Even the richest people can’t take their money with them after death. However a probate attorney can assist surviving family members settling your debts and allocating your assets after you pass away, having or not having a will. So, what is a probate attorney?
What Is a Probate Attorney?
In general, a probate attorney, also known as trust or estate attorneys, assist executors of your estate (or administrators, if there isn’t a will) oversee the probate process. They also can also assist with estate planning, like the drafting of a will or living trust, give counsel on powers of attorney, or can even serve as your executor or administrator.
What Does a Probate Attorney Do?
What a probate Attorney performs will likely be subject on whether the deceased has drafted a will prior to their passing.
When There Is a Will
If an individual passes away with a will, a probate attorney could be hired to counsel parties, like the executor of the estate or any beneficiaries, on different legal matters. As an example, a probate attorney can examine the will to guarantee the will was not signed or written under coercion (or against the individual’s best interests). Elderly individuals with dementia, for instance, could be susceptible to unwarranted influence by people that want a piece of the estate.
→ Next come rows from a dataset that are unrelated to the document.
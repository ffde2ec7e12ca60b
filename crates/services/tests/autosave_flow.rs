//! End-to-end tests for the service layer: load fallbacks, the debounced
//! save pipeline, and reset. All of them run with paused time so the quiet
//! period elapses instantly and deterministically.

use std::sync::Arc;
use std::sync::atomic::{AtomicBool, AtomicUsize, Ordering};
use std::time::Duration;

use async_trait::async_trait;
use chrono::{DateTime, Utc};
use tokio::sync::mpsc::{self, UnboundedReceiver};
use tokio::time::sleep;

use services::{ProgressService, SyncEvent};
use storage::repository::{
    InMemoryRepository, ProgressRecord, ProgressRepository, StorageError,
};
use tracker_core::model::{LearningDocument, UserId};
use tracker_core::seed::seed_document;
use tracker_core::time::fixed_clock;

const QUIET: Duration = Duration::from_secs(1);

/// Wraps the in-memory repository to count writes and inject failures.
#[derive(Default)]
struct CountingRepo {
    inner: InMemoryRepository,
    upserts: AtomicUsize,
    deletes: AtomicUsize,
    fail_writes: AtomicBool,
}

#[async_trait]
impl ProgressRepository for CountingRepo {
    async fn load(&self, user_id: &UserId) -> Result<Option<ProgressRecord>, StorageError> {
        self.inner.load(user_id).await
    }

    async fn upsert(
        &self,
        user_id: &UserId,
        document: &LearningDocument,
        updated_at: DateTime<Utc>,
    ) -> Result<(), StorageError> {
        self.upserts.fetch_add(1, Ordering::SeqCst);
        if self.fail_writes.load(Ordering::SeqCst) {
            return Err(StorageError::Connection("injected write failure".into()));
        }
        self.inner.upsert(user_id, document, updated_at).await
    }

    async fn delete(&self, user_id: &UserId) -> Result<(), StorageError> {
        self.deletes.fetch_add(1, Ordering::SeqCst);
        self.inner.delete(user_id).await
    }
}

/// Repository whose loads always fail.
struct BrokenLoadRepo;

#[async_trait]
impl ProgressRepository for BrokenLoadRepo {
    async fn load(&self, _user_id: &UserId) -> Result<Option<ProgressRecord>, StorageError> {
        Err(StorageError::Connection("database unreachable".into()))
    }

    async fn upsert(
        &self,
        _user_id: &UserId,
        _document: &LearningDocument,
        _updated_at: DateTime<Utc>,
    ) -> Result<(), StorageError> {
        Ok(())
    }

    async fn delete(&self, _user_id: &UserId) -> Result<(), StorageError> {
        Ok(())
    }
}

fn user() -> UserId {
    UserId::new("test-user")
}

async fn start(
    repo: Arc<dyn ProgressRepository>,
) -> (ProgressService, UnboundedReceiver<SyncEvent>) {
    let (tx, rx) = mpsc::unbounded_channel();
    let service = ProgressService::start(repo, user(), fixed_clock(), tx, QUIET).await;
    (service, rx)
}

fn drain(rx: &mut UnboundedReceiver<SyncEvent>) -> Vec<SyncEvent> {
    let mut events = Vec::new();
    while let Ok(event) = rx.try_recv() {
        events.push(event);
    }
    events
}

#[tokio::test(start_paused = true)]
async fn empty_repository_starts_from_seed_and_says_so() {
    let repo = Arc::new(CountingRepo::default());
    let (service, mut events) = start(repo).await;

    assert_eq!(service.document(), &seed_document());
    assert_eq!(drain(&mut events), vec![SyncEvent::StartedFromSeed]);
}

#[tokio::test(start_paused = true)]
async fn rapid_edits_coalesce_into_one_save() {
    let repo = Arc::new(CountingRepo::default());
    let (mut service, mut events) = start(repo.clone()).await;
    assert_eq!(drain(&mut events), vec![SyncEvent::StartedFromSeed]);

    let week_id = service.document().months[0].weeks[0].id.clone();
    let first = service.document().months[0].weeks[0].daily_tasks[0].id.clone();
    let second = service.document().months[0].weeks[0].daily_tasks[1].id.clone();

    assert!(service.toggle_daily_task(&week_id, &first));
    assert!(service.toggle_daily_task(&week_id, &second));
    assert!(service.update_daily_hours(&week_id, &first, 2.0));

    sleep(QUIET * 2).await;

    assert_eq!(repo.upserts.load(Ordering::SeqCst), 1);
    let record = repo.load(&user()).await.unwrap().expect("record saved");
    assert_eq!(&record.document, service.document());
    assert_eq!(drain(&mut events), vec![SyncEvent::Saved]);
}

#[tokio::test(start_paused = true)]
async fn edits_inside_the_quiet_period_restart_the_timer() {
    let repo = Arc::new(CountingRepo::default());
    let (mut service, _events) = start(repo.clone()).await;

    let week_id = service.document().months[0].weeks[0].id.clone();
    let task_id = service.document().months[0].weeks[0].daily_tasks[0].id.clone();

    service.toggle_daily_task(&week_id, &task_id);
    sleep(Duration::from_millis(600)).await;
    service.toggle_daily_task(&week_id, &task_id);
    sleep(Duration::from_millis(600)).await;

    // 1.2s of wall time, but never a full quiet second without an edit.
    assert_eq!(repo.upserts.load(Ordering::SeqCst), 0);

    sleep(Duration::from_millis(500)).await;
    assert_eq!(repo.upserts.load(Ordering::SeqCst), 1);
}

#[tokio::test(start_paused = true)]
async fn noop_mutations_schedule_nothing() {
    let repo = Arc::new(CountingRepo::default());
    let (mut service, mut events) = start(repo.clone()).await;
    assert_eq!(drain(&mut events), vec![SyncEvent::StartedFromSeed]);

    let week_id = service.document().months[0].weeks[0].id.clone();
    let unknown = tracker_core::model::TaskId::new("task-missing");

    assert!(!service.toggle_daily_task(&week_id, &unknown));
    assert!(!service.update_notes(&week_id, &unknown, "nope"));

    sleep(QUIET * 2).await;
    assert_eq!(repo.upserts.load(Ordering::SeqCst), 0);
    assert!(drain(&mut events).is_empty());
}

#[tokio::test(start_paused = true)]
async fn reset_discards_pending_save_and_deletes_the_record() {
    let repo = Arc::new(CountingRepo::default());
    let (mut service, mut events) = start(repo.clone()).await;
    assert_eq!(drain(&mut events), vec![SyncEvent::StartedFromSeed]);

    let week_id = service.document().months[0].weeks[0].id.clone();
    let task_id = service.document().months[0].weeks[0].daily_tasks[0].id.clone();

    // An edit is waiting out its quiet period when the reset lands.
    service.toggle_daily_task(&week_id, &task_id);
    service.reset();

    sleep(QUIET * 2).await;

    assert_eq!(repo.upserts.load(Ordering::SeqCst), 0);
    assert_eq!(repo.deletes.load(Ordering::SeqCst), 1);
    assert!(repo.load(&user()).await.unwrap().is_none());
    assert_eq!(service.document(), &seed_document());
    assert_eq!(drain(&mut events), vec![SyncEvent::ResetComplete]);
}

#[tokio::test(start_paused = true)]
async fn existing_record_is_loaded_and_migrated() {
    let repo = Arc::new(CountingRepo::default());

    let mut saved = seed_document();
    let week_id = saved.months[0].weeks[0].id.clone();
    let task_id = saved.months[0].weeks[0].daily_tasks[0].id.clone();
    saved.toggle_daily_task(&week_id, &task_id);
    saved.schema_version = 0;
    repo.inner
        .upsert(&user(), &saved, fixed_clock().now())
        .await
        .unwrap();

    let (service, mut events) = start(repo).await;

    assert_eq!(drain(&mut events), vec![SyncEvent::Loaded]);
    let doc = service.document();
    assert_eq!(doc.schema_version, tracker_core::model::SCHEMA_VERSION);
    assert!(doc.week(&week_id).unwrap().daily_task(&task_id).unwrap().completed);
}

#[tokio::test(start_paused = true)]
async fn load_failure_falls_back_to_the_seed() {
    let (service, mut events) = start(Arc::new(BrokenLoadRepo)).await;

    assert_eq!(service.document(), &seed_document());
    assert_eq!(
        drain(&mut events),
        vec![SyncEvent::LoadFellBack {
            reason: "connection error: database unreachable".into()
        }]
    );
}

#[tokio::test(start_paused = true)]
async fn save_failure_is_non_fatal_and_the_next_edit_retries() {
    let repo = Arc::new(CountingRepo::default());
    repo.fail_writes.store(true, Ordering::SeqCst);
    let (mut service, mut events) = start(repo.clone()).await;
    assert_eq!(drain(&mut events), vec![SyncEvent::StartedFromSeed]);

    let week_id = service.document().months[0].weeks[0].id.clone();
    let task_id = service.document().months[0].weeks[0].daily_tasks[0].id.clone();

    service.toggle_daily_task(&week_id, &task_id);
    sleep(QUIET * 2).await;

    assert_eq!(repo.upserts.load(Ordering::SeqCst), 1);
    assert!(repo.load(&user()).await.unwrap().is_none());
    assert_eq!(
        drain(&mut events),
        vec![SyncEvent::SaveFailed {
            reason: "connection error: injected write failure".into()
        }]
    );

    // The in-memory document kept the edit; once storage recovers, the next
    // change writes the full current state.
    repo.fail_writes.store(false, Ordering::SeqCst);
    service.toggle_daily_task(&week_id, &task_id);
    sleep(QUIET * 2).await;

    assert_eq!(repo.upserts.load(Ordering::SeqCst), 2);
    let record = repo.load(&user()).await.unwrap().expect("record saved");
    assert_eq!(&record.document, service.document());
    assert_eq!(drain(&mut events), vec![SyncEvent::Saved]);
}

#[tokio::test(start_paused = true)]
async fn dropping_the_service_flushes_the_pending_save() {
    let repo = Arc::new(CountingRepo::default());
    let (mut service, _events) = start(repo.clone()).await;

    let week_id = service.document().months[0].weeks[0].id.clone();
    let task_id = service.document().months[0].weeks[0].daily_tasks[0].id.clone();
    service.toggle_daily_task(&week_id, &task_id);

    drop(service);
    sleep(QUIET).await;

    assert_eq!(repo.upserts.load(Ordering::SeqCst), 1);
    assert!(repo.load(&user()).await.unwrap().is_some());
}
There is a plethora of reasons that wills might be contested, although a lot of wills go through probate devoid of issues.
When There Is No Will
If you pass away without having created and signed a will, you are thought to have passed away “intestate.” When this occurs, your estate is allocated in accordance to the intestacy laws of the state in which the property is located, no matter your wishes. For example, if you are married, your surviving spouse gets all of your intestate property in accordance to states’ intestate laws. Nevertheless, intestacy laws vary greatly from state to state.
In these circumstances, a probate attorney could be hired to help the estate’s administrator (likewise to the executor), and the assets are going to be allocated in accordance with state law. A probate attorney may assist with some of the tasks previously listed, but is constrained by state intestacy laws, no matter the deceased wishes, or the family members’ wants.
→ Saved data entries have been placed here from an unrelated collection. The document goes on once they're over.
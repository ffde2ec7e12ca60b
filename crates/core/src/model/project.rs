use serde::{Deserialize, Serialize};

use crate::model::ids::CourseProjectId;

/// A standalone project from the course catalogue, tracked outside the
/// month/week tree.
#[derive(Debug, Clone, PartialEq, Serialize, Deserialize)]
#[serde(rename_all = "camelCase")]
pub struct CourseProject {
    pub id: CourseProjectId,
    pub title: String,
    pub category: String,
    pub description: String,
    pub tools: Vec<String>,
    pub estimated_hours: f64,
    pub completed: bool,
    #[serde(default, skip_serializing_if = "Option::is_none")]
    pub completed_date: Option<String>,
}
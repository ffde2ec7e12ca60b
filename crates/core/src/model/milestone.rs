use serde::{Deserialize, Serialize};
use uuid::Uuid;

use crate::model::ids::{MilestoneId, MilestoneItemId};
use crate::model::origin::Origin;

/// A single checkable line inside a milestone.
#[derive(Debug, Clone, PartialEq, Serialize, Deserialize)]
#[serde(rename_all = "camelCase")]
pub struct MilestoneItem {
    pub id: MilestoneItemId,
    pub text: String,
    pub completed: bool,
    #[serde(default)]
    pub origin: Origin,
}

impl MilestoneItem {
    /// Builds a user-added item with a fresh unique id.
    #[must_use]
    pub fn new_custom(text: impl Into<String>) -> Self {
        Self {
            id: MilestoneItemId::new(format!("milestone-item-{}", Uuid::new_v4())),
            text: text.into(),
            completed: false,
            origin: Origin::Custom,
        }
    }
}

/// A named goal tied to a month, made of checkable items.
#[derive(Debug, Clone, PartialEq, Serialize, Deserialize)]
#[serde(rename_all = "camelCase")]
pub struct Milestone {
    pub id: MilestoneId,
    pub month: u32,
    pub title: String,
    pub items: Vec<MilestoneItem>,
    #[serde(default)]
    pub origin: Origin,
}

impl Milestone {
    /// Builds a user-added milestone with no items yet.
    #[must_use]
    pub fn new_custom(title: impl Into<String>, month: u32) -> Self {
        Self {
            id: MilestoneId::new(format!("milestone-custom-{}", Uuid::new_v4())),
            month,
            title: title.into(),
            items: Vec::new(),
            origin: Origin::Custom,
        }
    }

    pub fn item_mut(&mut self, item_id: &MilestoneItemId) -> Option<&mut MilestoneItem> {
        self.items.iter_mut().find(|i| &i.id == item_id)
    }
}

#[cfg(test)]
mod tests {
    use super::*;

    #[test]
    fn custom_milestone_starts_empty() {
        let milestone = Milestone::new_custom("Read the Book", 2);
        assert!(milestone.id.as_str().contains("custom"));
        assert!(milestone.items.is_empty());
        assert_eq!(milestone.month, 2);
        assert_eq!(milestone.origin, Origin::Custom);
    }

    #[test]
    fn custom_item_id_keeps_legacy_marker() {
        let item = MilestoneItem::new_custom("Finish chapter 4");
        assert!(item.id.as_str().starts_with("milestone-item-"));
        assert_eq!(item.origin, Origin::Custom);
        assert!(!item.completed);
    }
}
A relative that desires to be the estate’s administrator needs to first procure what is known as “renunciations” from the deceased’s other relatives. A renunciation is a legal declaration waiving an individuals right to administer the estate. A probate attorney can help procure and file these declarations within the probate court, and then help the administrator throughout the probate process (such as establishing estate taxes, securing assets, etc.).
What Is a Probate Attorney’s Role?
In addition, a probate attorney can be responsible for carrying out any of the following tasks when advising executors/ administrators:
- Gathering and administering life insurance proceeds
- Getting the deceased’s property valued
- Locating and securing all the deceased’s assets
- Counselling on how to pay the deceased’s bills and settle debts
- Preparing and filing any documentation as required by the probate court
- Handling the checkbook of the estate
- Establishing if any estate taxes are unpaid
When Do You Need a Probate Attorney?
Even though it’s wise to have an attorney help you throughout the probate process, it’s not necessarily required to hire one. If you need an attorney or not will be subject to how big the estate is.
So, prior to you hiring an attorney, ask yourself as follows:
- Does state you live in have a relatively simple probate process?
- Do the family members that are in the will get along with each other?
- Is the capital in the estate adequate to pay debts?
- What kinds of property are in the estate?
- Can the estate be allocated devoid of probate?
How Much Do Probate Attorneys Usually Bill?
Probate Attorneys usually use one of 3 methods to bill their clients:
- Fees on the basis of hourly services
- Payments on the basis of a percentage on the value of the estate
The precise amount of fees will be subject to the experience of the attorney and other considerations such as the location the attorney practices in.
What is the Distinction Between a Probate Attorney and Estate Planning Attorney?
Even though both probate and estate planning attorneys typically practice in the same areas of law, they do have distinctive differences.
A probate attorney usually manages the process of estate administration following a person passing away. An estate planning attorney, at the same time, works with living clients on how their client’s estates need to be handled. The attorney can accomplish that by assist clients in preparing trusts, wills, and other associated documents.
What Questions Do You Need To Ask a Probate Attorney?
If you choose to retain an attorney for your probate case, you should think about inquiring about the following questions.
- Do they specialize in probate law? (Inquire if they’ve previously dealt with a case like yours.)
- How is the attorney planning to bill you?
- How is the attorney planning to deal with your case?
- What is the process involved in your particular case?
- Is the attorney going personally deal with your case?
Talk With a Probate Attorney and Get Assistance With the Probate Process
If you’re managing the allocation of an estate of an individual that passed away without a will or if you were designated as an executor in an estate, it is most likely wise to speak to an experienced probate attorney to receive assistance during the process.